BRIEF: Give the count of lines in the entries that include "eprintln", and write nothing besides it.

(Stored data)
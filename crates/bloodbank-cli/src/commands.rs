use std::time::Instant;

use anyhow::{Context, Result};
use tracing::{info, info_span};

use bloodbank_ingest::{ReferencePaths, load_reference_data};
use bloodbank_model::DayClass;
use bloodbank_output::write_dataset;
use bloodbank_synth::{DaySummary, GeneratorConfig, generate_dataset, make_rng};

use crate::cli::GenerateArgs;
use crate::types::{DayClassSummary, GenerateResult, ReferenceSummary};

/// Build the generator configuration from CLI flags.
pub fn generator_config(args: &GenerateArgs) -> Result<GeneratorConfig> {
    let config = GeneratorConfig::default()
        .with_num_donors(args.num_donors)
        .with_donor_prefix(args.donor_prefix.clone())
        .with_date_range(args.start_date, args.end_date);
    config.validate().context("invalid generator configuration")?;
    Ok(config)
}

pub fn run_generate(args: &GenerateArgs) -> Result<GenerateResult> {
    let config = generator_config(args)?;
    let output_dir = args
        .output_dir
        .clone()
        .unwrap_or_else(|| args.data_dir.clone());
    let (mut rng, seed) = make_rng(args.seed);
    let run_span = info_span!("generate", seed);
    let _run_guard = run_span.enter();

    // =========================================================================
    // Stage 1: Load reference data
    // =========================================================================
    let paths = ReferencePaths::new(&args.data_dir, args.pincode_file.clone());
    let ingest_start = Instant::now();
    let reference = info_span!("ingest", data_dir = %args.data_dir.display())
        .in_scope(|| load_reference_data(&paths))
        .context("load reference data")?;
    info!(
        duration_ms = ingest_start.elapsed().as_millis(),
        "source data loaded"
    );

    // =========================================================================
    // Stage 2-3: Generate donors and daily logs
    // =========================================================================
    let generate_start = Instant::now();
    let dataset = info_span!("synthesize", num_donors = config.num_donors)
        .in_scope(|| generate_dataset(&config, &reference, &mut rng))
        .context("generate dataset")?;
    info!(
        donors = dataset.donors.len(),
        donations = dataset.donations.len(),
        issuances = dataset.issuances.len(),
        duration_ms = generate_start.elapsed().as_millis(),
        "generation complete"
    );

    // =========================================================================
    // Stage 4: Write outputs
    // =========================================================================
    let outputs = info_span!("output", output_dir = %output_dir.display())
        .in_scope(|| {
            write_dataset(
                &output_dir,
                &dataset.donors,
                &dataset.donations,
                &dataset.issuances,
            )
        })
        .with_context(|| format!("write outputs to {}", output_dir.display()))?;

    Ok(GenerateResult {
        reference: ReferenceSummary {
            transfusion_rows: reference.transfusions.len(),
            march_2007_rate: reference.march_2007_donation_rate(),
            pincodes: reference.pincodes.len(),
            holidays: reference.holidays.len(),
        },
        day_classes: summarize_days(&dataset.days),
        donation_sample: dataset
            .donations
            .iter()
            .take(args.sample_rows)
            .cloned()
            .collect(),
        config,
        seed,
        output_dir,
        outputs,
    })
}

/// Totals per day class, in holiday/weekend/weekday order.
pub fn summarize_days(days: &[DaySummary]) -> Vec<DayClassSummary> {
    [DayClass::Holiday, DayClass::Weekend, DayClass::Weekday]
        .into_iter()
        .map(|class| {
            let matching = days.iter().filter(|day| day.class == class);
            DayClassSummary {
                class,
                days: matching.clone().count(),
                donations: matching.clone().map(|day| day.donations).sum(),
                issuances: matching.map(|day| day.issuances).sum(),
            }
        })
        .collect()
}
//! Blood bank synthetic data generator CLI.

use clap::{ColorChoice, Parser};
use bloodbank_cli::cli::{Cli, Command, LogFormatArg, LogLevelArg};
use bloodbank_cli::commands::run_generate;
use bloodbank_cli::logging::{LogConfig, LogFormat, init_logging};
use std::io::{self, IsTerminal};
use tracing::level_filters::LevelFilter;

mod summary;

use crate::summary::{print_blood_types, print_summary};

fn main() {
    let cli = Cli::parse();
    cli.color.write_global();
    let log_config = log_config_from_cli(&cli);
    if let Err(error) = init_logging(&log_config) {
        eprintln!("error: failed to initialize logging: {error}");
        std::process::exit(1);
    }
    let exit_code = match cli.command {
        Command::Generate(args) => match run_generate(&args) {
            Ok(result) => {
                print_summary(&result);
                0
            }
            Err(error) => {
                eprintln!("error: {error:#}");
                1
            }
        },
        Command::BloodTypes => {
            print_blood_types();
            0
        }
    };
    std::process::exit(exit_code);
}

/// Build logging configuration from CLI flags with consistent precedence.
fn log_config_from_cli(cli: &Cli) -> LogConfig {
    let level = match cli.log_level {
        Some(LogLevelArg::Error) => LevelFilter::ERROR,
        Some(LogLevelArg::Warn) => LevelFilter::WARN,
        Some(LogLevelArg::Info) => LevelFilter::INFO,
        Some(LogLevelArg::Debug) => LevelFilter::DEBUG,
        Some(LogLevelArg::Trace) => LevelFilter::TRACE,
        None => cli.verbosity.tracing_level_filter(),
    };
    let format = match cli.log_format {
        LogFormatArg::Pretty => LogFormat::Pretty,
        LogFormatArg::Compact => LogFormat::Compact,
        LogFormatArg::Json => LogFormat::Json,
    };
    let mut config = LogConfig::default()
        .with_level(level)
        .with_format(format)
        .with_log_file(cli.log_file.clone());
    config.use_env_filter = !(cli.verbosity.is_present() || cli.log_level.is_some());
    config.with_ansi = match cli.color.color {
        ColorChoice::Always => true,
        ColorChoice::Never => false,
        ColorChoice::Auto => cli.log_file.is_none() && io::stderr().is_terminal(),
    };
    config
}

---

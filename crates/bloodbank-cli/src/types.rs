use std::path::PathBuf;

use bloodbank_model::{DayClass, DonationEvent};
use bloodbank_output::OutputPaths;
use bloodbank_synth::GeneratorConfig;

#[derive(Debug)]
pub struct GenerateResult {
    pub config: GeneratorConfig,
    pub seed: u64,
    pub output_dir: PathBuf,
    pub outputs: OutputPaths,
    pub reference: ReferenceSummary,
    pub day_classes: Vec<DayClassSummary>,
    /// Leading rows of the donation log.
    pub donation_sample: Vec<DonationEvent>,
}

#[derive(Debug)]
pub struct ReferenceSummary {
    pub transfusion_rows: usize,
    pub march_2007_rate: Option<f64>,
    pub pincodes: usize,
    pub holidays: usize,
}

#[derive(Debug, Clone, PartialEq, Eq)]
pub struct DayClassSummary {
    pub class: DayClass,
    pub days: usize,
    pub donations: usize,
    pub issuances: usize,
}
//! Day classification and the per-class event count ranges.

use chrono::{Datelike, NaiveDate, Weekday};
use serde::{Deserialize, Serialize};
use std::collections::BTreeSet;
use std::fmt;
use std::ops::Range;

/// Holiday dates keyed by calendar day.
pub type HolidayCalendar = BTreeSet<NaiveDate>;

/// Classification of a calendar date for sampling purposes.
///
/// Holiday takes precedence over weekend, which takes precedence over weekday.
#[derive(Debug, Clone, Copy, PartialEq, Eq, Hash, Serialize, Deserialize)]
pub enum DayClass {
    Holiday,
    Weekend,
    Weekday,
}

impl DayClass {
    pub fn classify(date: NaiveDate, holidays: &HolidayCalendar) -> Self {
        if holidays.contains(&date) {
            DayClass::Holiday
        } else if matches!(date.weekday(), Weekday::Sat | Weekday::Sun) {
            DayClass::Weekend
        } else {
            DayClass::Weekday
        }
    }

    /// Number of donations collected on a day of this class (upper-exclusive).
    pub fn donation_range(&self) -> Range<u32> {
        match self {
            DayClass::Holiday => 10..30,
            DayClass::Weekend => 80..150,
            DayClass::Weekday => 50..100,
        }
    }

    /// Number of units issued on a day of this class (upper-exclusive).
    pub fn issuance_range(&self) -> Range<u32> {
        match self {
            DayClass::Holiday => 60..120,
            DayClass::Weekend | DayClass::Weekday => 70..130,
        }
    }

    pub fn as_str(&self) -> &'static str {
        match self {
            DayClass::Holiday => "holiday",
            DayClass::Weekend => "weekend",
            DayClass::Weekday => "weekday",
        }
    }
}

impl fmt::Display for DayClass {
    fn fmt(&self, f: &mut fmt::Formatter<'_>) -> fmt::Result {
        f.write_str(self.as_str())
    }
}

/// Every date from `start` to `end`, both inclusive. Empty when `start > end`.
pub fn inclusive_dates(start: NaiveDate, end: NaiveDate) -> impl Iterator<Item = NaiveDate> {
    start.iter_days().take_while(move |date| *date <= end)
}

RESPONSE TO THIS EXERCISE: 2